冬の奥日光らしく風の強い日が増えてきた中、今回は光徳沼周辺へ。

 

 

 

日陰では先日降った雪が少し残っていました。

 

 

 

光徳駐車場から歩き始めてすぐにオレンジ色の絨毯がお出迎え。

正体はカラマツの落ち葉。カラマツは日本の針葉樹の中で唯一、落葉性のマツの仲間です。

紅葉の時期には終盤を黄色に彩るカラマツですが、落葉した後も細かくて柔らかい針状の葉っぱが地面に降り積もり、とってもふかふか…!

 

 

森のずっと奥まで続くオレンジ色の道はレッドカーペットならぬオレンジカーペットのようで、まるで自分を歓迎しているかのようにも思えてきます。

 

カラマツの黄葉がきれいなのはもちろんですが、落ちた葉を踏みしめながら森を歩くのも私の密かな楽しみです。

そんな森の中を進んでいるとふと頭上から「ヒッ、フッ」とまるで口笛のような小さな音が聞こえてきました。

 

 

吹いていたのは人間ではなく、「ウソ」という鳥の鳴き声でした。

体長は15㎝ほどで、オスは頬っぺたが赤く、丸くてころんとした可愛らしい体格をしています。

 

少し変わっているなと思われた方も多いと思う「ウソ」という名前。

一説では「嘯く(うそぶく)」という言葉から由来しているとされています。「嘯く(うそぶく)」には古くから口笛を吹くという意味があり、まるで口笛を吹いているかのような鳴き声からついたのでは、と言われています。

「ウソ」の鳴き声は森の中で聞くと声量が小さく、口笛のような音が柔らかく響き渡ります。この鳴き声に出会ったときにはぜひ耳を澄まして聞いてみてくださいね。

 

また、今年はズミという樹木の木の実が豊作で、それを食べにやってくるウソもしばしば観察することができます。
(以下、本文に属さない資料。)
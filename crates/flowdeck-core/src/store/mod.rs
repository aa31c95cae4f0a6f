//! Version-controlled workflow storage.
//!
//! Workflow definitions live as `<uuid>.yaml` files in a single directory
//! whose full history is kept in a commit graph. [`CommitStore`] is the port
//! over that directory plus its history; [`WorkflowStore`] layers the
//! business rules (naming, conflict checks, online-version tracking) on top.

pub mod service;

use flowdeck_types::error::CommitStoreError;
use flowdeck_types::workflow::{CommitEntry, CommitRelation, DeletedWorkflow};

pub use service::WorkflowStore;

/// Message prefix for deletion commits. The deleted-workflow listing parses
/// workflow names back out of it.
pub const DELETE_MESSAGE_PREFIX: &str = "Delete workflow: ";

/// Working tree plus commit history for the workflow directory.
///
/// Paths are plain file names relative to the store root; implementations
/// own the root directory and must not accept path separators. All
/// operations are serialized internally so callers never observe a
/// half-committed tree.
pub trait CommitStore: Send + Sync {
    /// Write `content` to `filename` in the working tree, creating the
    /// store directory if needed. Does not commit.
    fn write_file(
        &self,
        filename: &str,
        content: &str,
    ) -> impl std::future::Future<Output = Result<(), CommitStoreError>> + Send;

    /// Read `filename` from the working tree. `None` when absent.
    fn read_file(
        &self,
        filename: &str,
    ) -> impl std::future::Future<Output = Result<Option<String>, CommitStoreError>> + Send;

    /// Remove `filename` from the working tree without committing.
    fn remove_file(
        &self,
        filename: &str,
    ) -> impl std::future::Future<Output = Result<(), CommitStoreError>> + Send;

    /// Whether `filename` exists in the working tree.
    fn file_exists(
        &self,
        filename: &str,
    ) -> impl std::future::Future<Output = Result<bool, CommitStoreError>> + Send;

    /// Last modification time of `filename` in milliseconds since the
    /// epoch. `None` when the file is absent.
    fn file_mtime_ms(
        &self,
        filename: &str,
    ) -> impl std::future::Future<Output = Result<Option<i64>, CommitStoreError>> + Send;

    /// Stage the given paths (additions, edits and removals alike) and
    /// commit them with `message`. When none of the paths changed relative
    /// to the head tree, no commit is made and the head hash is returned.
    fn commit_paths(
        &self,
        paths: &[String],
        message: &str,
    ) -> impl std::future::Future<Output = Result<String, CommitStoreError>> + Send;

    /// Remove `filename` from the working tree and commit the deletion.
    fn remove_and_commit(
        &self,
        filename: &str,
        message: &str,
    ) -> impl std::future::Future<Output = Result<String, CommitStoreError>> + Send;

    /// Commits that touched `filename`, newest first, bounded by the most
    /// recent deletion of the file so a restored workflow starts with a
    /// clean history. Commits in which the file is absent from the tree are
    /// skipped.
    fn history(
        &self,
        filename: &str,
    ) -> impl std::future::Future<Output = Result<Vec<CommitEntry>, CommitStoreError>> + Send;

    /// Hash of the most recent commit touching `filename`, or `None` when
    /// the file has no history.
    fn latest_commit(
        &self,
        filename: &str,
    ) -> impl std::future::Future<Output = Result<Option<String>, CommitStoreError>> + Send;

    /// Exact content of `filename` as of `hash`.
    fn content_at(
        &self,
        filename: &str,
        hash: &str,
    ) -> impl std::future::Future<Output = Result<String, CommitStoreError>> + Send;

    /// Content of `filename` just before `hash`: the parent version when
    /// the commit has one, otherwise the version at `hash` itself.
    fn content_before_change(
        &self,
        filename: &str,
        hash: &str,
    ) -> impl std::future::Future<Output = Result<String, CommitStoreError>> + Send;

    /// Unified diff introduced by `hash`, limited to `filename`. For a
    /// parentless commit this is the full introduction patch.
    fn diff(
        &self,
        filename: &str,
        hash: &str,
    ) -> impl std::future::Future<Output = Result<String, CommitStoreError>> + Send;

    /// Workflows whose file was deleted and not since restored: the newest
    /// deletion commit per `*.yaml` file, skipping files present in the
    /// working tree. The display name comes from the deletion commit
    /// message when it carries the standard prefix, else from the YAML at
    /// the deletion's parent commit.
    fn deleted_entries(
        &self,
    ) -> impl std::future::Future<Output = Result<Vec<DeletedWorkflow>, CommitStoreError>> + Send;

    /// Bring `filename` back from the parent of its deletion commit
    /// `hash`, committing the restoration. Fails with
    /// [`CommitStoreError::PreconditionFailed`] when the file already
    /// exists. Returns the restore commit hash.
    fn restore_path_from(
        &self,
        filename: &str,
        hash: &str,
    ) -> impl std::future::Future<Output = Result<String, CommitStoreError>> + Send;

    /// Overwrite `filename` with its exact content at `hash` and commit.
    /// Returns the revert commit hash.
    fn revert_path_to(
        &self,
        filename: &str,
        hash: &str,
    ) -> impl std::future::Future<Output = Result<String, CommitStoreError>> + Send;

    /// Ancestry relation between two commits: how `a` stands relative to
    /// `b`. `Ahead` means `b` is an ancestor of `a`.
    fn relationship(
        &self,
        a: &str,
        b: &str,
    ) -> impl std::future::Future<Output = Result<CommitRelation, CommitStoreError>> + Send;
}
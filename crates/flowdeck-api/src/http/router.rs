//! Axum router configuration with middleware.
//!
//! All routes are under `/api/`.
//! Middleware: CORS, tracing.
//!
//! In production, the built UI is served from `web/dist/` (configurable via
//! `FLOWDECK_WEB_DIR`). API routes take priority; unknown paths fall through
//! to the SPA's `index.html` for client-side routing. If the directory does
//! not exist, only the API is served.

use axum::Router;
use axum::routing::{get, post};
use tower_http::cors::{Any, CorsLayer};
use tower_http::services::{ServeDir, ServeFile};
use tower_http::trace::TraceLayer;

use crate::http::handlers;
use crate::state::AppState;

/// Build the complete API router with all routes and middleware.
pub fn build_router(state: AppState) -> Router {
    let cors = CorsLayer::new()
        .allow_origin(Any)
        .allow_methods(Any)
        .allow_headers(Any);

    let api_routes = Router::new()
        // Local workflow store
        .route("/workflow/yaml", post(handlers::workflow::save_workflow))
        .route("/workflow/local", get(handlers::workflow::list_local))
        .route("/workflow/combined", get(handlers::workflow::list_combined))
        .route("/workflow/deleted", get(handlers::workflow::list_deleted))
        .route("/workflow/reparse", post(handlers::workflow::reparse))
        .route(
            "/workflow/{uuid}",
            get(handlers::workflow::details).delete(handlers::workflow::delete_workflow),
        )
        // Commit history
        .route("/workflow/{uuid}/history", get(handlers::workflow::history))
        .route(
            "/workflow/{uuid}/commit/{hash}",
            get(handlers::workflow::commit_diff),
        )
        .route("/workflow/restore", post(handlers::workflow::restore))
        .route("/workflow/revert", post(handlers::workflow::revert))
        .route(
            "/workflow/content/{hash}/{filename}",
            get(handlers::workflow::content_at_change),
        )
        // Upstream mirror
        .route(
            "/workflow/{uuid}/online",
            post(handlers::mirror::online_workflow),
        )
        .route(
            "/workflow/{uuid}/execute",
            post(handlers::mirror::execute_workflow),
        )
        .route("/workflow/ds", post(handlers::mirror::reconcile_direct))
        // Execution tracking (passthrough)
        .route(
            "/workflow/instances",
            get(handlers::mirror::list_instances),
        )
        .route(
            "/workflow/instances/{project_code}/{instance_id}/tasks",
            get(handlers::mirror::instance_tasks),
        )
        .route("/task/instances", get(handlers::mirror::list_task_instances))
        .route("/task/log", get(handlers::mirror::task_log))
        .route(
            "/dashboard/state-counts",
            get(handlers::mirror::state_counts),
        );

    let mut router = Router::new()
        .nest("/api", api_routes)
        .route("/health", get(health_check))
        .layer(cors)
        .layer(TraceLayer::new_for_http())
        .with_state(state);

    // Serve the built UI from disk if the directory exists. API routes and
    // /health take priority; unknown paths fall through to index.html for
    // client-side routing.
    let web_dir = std::env::var("FLOWDECK_WEB_DIR").unwrap_or_else(|_| "web/dist".to_string());
    if std::path::Path::new(&web_dir).exists() {
        let index_path = format!("{}/index.html", web_dir);
        let serve_dir = ServeDir::new(&web_dir).fallback(ServeFile::new(index_path));
        router = router.fallback_service(serve_dir);
        tracing::info!(path = %web_dir, "SPA static file serving enabled");
    }

    router
}

/// GET /health - Simple health check endpoint.
async fn health_check() -> axum::Json<serde_json::Value> {
    axum::Json(serde_json::json!({
        "status": "ok",
        "version": env!("CARGO_PKG_VERSION"),
    }))
}
//! Database pool with split reader/writer connections in WAL mode.
//!
//! SQLite allows only one writer at a time. This module provides a `DatabasePool`
//! with a multi-connection reader pool for concurrent reads and a single-connection
//! writer pool for serialized writes. Both use WAL journal mode and enforce foreign keys.

use sqlx::sqlite::{SqliteConnectOptions, SqliteJournalMode, SqlitePool, SqlitePoolOptions};
use std::str::FromStr;

/// Split read/write pool for SQLite with WAL mode.
///
/// - `reader`: Multi-connection pool (up to 8) for concurrent SELECT queries.
/// - `writer`: Single-connection pool for serialized INSERT/UPDATE/DELETE.
#[derive(Clone)]
pub struct DatabasePool {
    pub reader: SqlitePool,
    pub writer: SqlitePool,
}

impl DatabasePool {
    /// Create a new DatabasePool with split reader/writer connections.
    ///
    /// Runs migrations automatically on the writer pool.
    /// Both pools use WAL journal mode, foreign key enforcement, and 5-second busy timeout.
    pub async fn new(database_url: &str) -> Result<Self, sqlx::Error> {
        let base_opts = SqliteConnectOptions::from_str(database_url)?
            .journal_mode(SqliteJournalMode::Wal)
            .foreign_keys(true)
            .busy_timeout(std::time::Duration::from_secs(5))
            .create_if_missing(true);

        let read_opts = base_opts.clone().read_only(true);
        let write_opts = base_opts;

        let writer = SqlitePoolOptions::new()
            .max_connections(1)
            .connect_with(write_opts)
            .await?;

        // Run migrations on writer before opening reader pool
        sqlx::migrate!("../../migrations")
            .run(&writer)
            .await?;

        let reader = SqlitePoolOptions::new()
            .max_connections(8)
            .connect_with(read_opts)
            .await?;

        Ok(Self { reader, writer })
    }
}

/// Returns the default database URL based on `FLOWDECK_DATA_DIR` env var,
/// falling back to `~/.flowdeck/flowdeck.db`.
pub fn default_database_url() -> String {
    let data_dir = std::env::var("FLOWDECK_DATA_DIR").unwrap_or_else(|_| {
        let home = std::env::var("HOME").unwrap_or_else(|_| ".".to_string());
        format!("{home}/.flowdeck")
    });
    format!("sqlite://{data_dir}/flowdeck.db")
}

#[cfg(test)]
mod tests {
    use super::*;

    #[tokio::test]
    async fn test_pool_creates_tables() {
        let dir = tempfile::tempdir().unwrap();
        let db_path = dir.path().join("test.db");
        let url = format!("sqlite://{}?mode=rwc", db_path.display());

        let pool = DatabasePool::new(&url).await.unwrap();

        // Verify tables exist by querying sqlite_master
        let tables: Vec<(String,)> = sqlx::query_as(
            "SELECT name FROM sqlite_master WHERE type='table' AND name NOT LIKE 'sqlite_%' AND name != '_sqlx_migrations' ORDER BY name",
        )
        .fetch_all(&pool.reader)
        .await
        .unwrap();

        let table_names: Vec<&str> = tables.iter().map(|t| t.0.as_str()).collect();
        assert!(table_names.contains(&"workflows"), "workflows table missing");
    }

    #[tokio::test]
    async fn test_pool_wal_mode() {
        let dir = tempfile::tempdir().unwrap();
        let db_path = dir.path().join("test_wal.db");
        let url = format!("sqlite://{}?mode=rwc", db_path.display());

        let pool = DatabasePool::new(&url).await.unwrap();

        let result: (String,) =
            sqlx::query_as("PRAGMA journal_mode")
                .fetch_one(&pool.writer)
                .await
                .unwrap();

        assert_eq!(result.0.to_lowercase(), "wal");
    }

    #[tokio::test]
    async fn test_pool_unique_name_index() {
        let dir = tempfile::tempdir().unwrap();
        let db_path = dir.path().join("test_idx.db");
        let url = format!("sqlite://{}?mode=rwc", db_path.display());

        let pool = DatabasePool::new(&url).await.unwrap();

        sqlx::query("INSERT INTO workflows (uuid, name) VALUES ('a', 'same')")
            .execute(&pool.writer)
            .await
            .unwrap();
        let duplicate = sqlx::query("INSERT INTO workflows (uuid, name) VALUES ('b', 'same')")
            .execute(&pool.writer)
            .await;
        assert!(duplicate.is_err(), "duplicate workflow name accepted");
    }

    #[tokio::test]
    async fn test_default_database_url() {
        let url = default_database_url();
        assert!(url.starts_with("sqlite://"));
        assert!(url.ends_with("flowdeck.db"));
    }
}
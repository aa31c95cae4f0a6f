//! Start-instance form translation.
//!
//! The upstream start endpoint takes a flat x-www-form-urlencoded body with
//! enumerated values. This module is the single place that maps an
//! [`ExecuteRequest`] (plain run or backfill window) onto those fields.

use std::collections::BTreeMap;

use flowdeck_types::upstream::ExecuteRequest;

/// Render the form fields for `POST /projects/{p}/executors/start-process-instance`.
///
/// A backfill request becomes `execType=COMPLEMENT_DATA` with a JSON
/// `scheduleTime` window; anything else is a plain `START_PROCESS` with an
/// empty `scheduleTime`. `runMode` stays serial unless the backfill asks for
/// `parallel`, and `runOrder` defaults to descending.
pub fn build_start_form(
    workflow_code: i64,
    environment_code: i64,
    request: &ExecuteRequest,
) -> BTreeMap<String, String> {
    let mut form = BTreeMap::new();
    let mut put = |key: &str, value: String| {
        form.insert(key.to_string(), value);
    };

    put("processDefinitionCode", workflow_code.to_string());
    put("failureStrategy", "CONTINUE".to_string());
    put("warningType", "NONE".to_string());
    put("warningGroupId", String::new());
    put("startNodeList", String::new());
    put("taskDependType", "TASK_POST".to_string());
    put("complementDependentMode", "OFF_MODE".to_string());
    put("processInstancePriority", "MEDIUM".to_string());
    put("workerGroup", "default".to_string());
    put("tenantCode", "default".to_string());
    put("environmentCode", environment_code.to_string());
    put("startParams", "[]".to_string());
    put("expectedParallelismNumber", "2".to_string());
    put("dryRun", "0".to_string());
    put("testFlag", "0".to_string());
    put("allLevelDependent", "false".to_string());
    if let Some(version) = request.version {
        put("version", version.to_string());
    }

    if request.is_backfill {
        put("execType", "COMPLEMENT_DATA".to_string());
        let run_mode = if request.run_mode.as_deref() == Some("parallel") {
            "RUN_MODE_PARALLEL"
        } else {
            "RUN_MODE_SERIAL"
        };
        put("runMode", run_mode.to_string());
        let order = if request
            .run_order
            .as_deref()
            .is_some_and(|o| o.eq_ignore_ascii_case("ASC"))
        {
            "ASC_ORDER"
        } else {
            "DESC_ORDER"
        };
        put("executionOrder", order.to_string());
        let window = serde_json::json!({
            "complementStartDate": request.start_date.clone().unwrap_or_default(),
            "complementEndDate": request.end_date.clone().unwrap_or_default(),
        });
        put("scheduleTime", window.to_string());
    } else {
        put("execType", "START_PROCESS".to_string());
        put("runMode", "RUN_MODE_SERIAL".to_string());
        put("executionOrder", "DESC_ORDER".to_string());
        put("scheduleTime", String::new());
    }

    form
}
ズミは直径5㎜ほどの木の実ですが、ボロボロと口から果肉を落としながら食べていました。まるで小さな子供のような食べ方に微笑ましくなる半面、地面に落ちた果肉を見るとときどき種子も一緒に落ちてしまっていることに気が付きました。

 

(ズミの木の実)

 

(口からボロボロと落としながら食べるウソ)

 

じつはこれはズミにとってはあまり良いことではありません。

野生動物に木の実を食べてもらう樹木の最大の目的は、丸ごと木の実を飲み込んでもらい、その動物の移動力を利用して、新しい土地へと種子を運んでもらうことです。ですが、その場で種子を落とされてしまうと発芽をする可能性はありますが、新しい土地で芽吹くチャンスは失われてしまい、生育分布を大きく広げることが出来なくなってしまいます。

 

とはいえ、ウソも生きるために食べているのであって、悪いと簡単に言い切れる単純な話ではありません。しかし、今回の場合のように片方にとっては都合が悪いこと、というの自然の中ではよくあります。そんな良いこと悪いこと、すべてがごちゃ混ぜになっているものが自然であり、魅力なのだと感じています。

この時期はバードウォッチングなどで野鳥だけに目がいきがちですが、双方の視点から自然を見ることで、より一層自然の中での植物や野鳥への違った見方、観察が楽しくなると思いますよ。(梅)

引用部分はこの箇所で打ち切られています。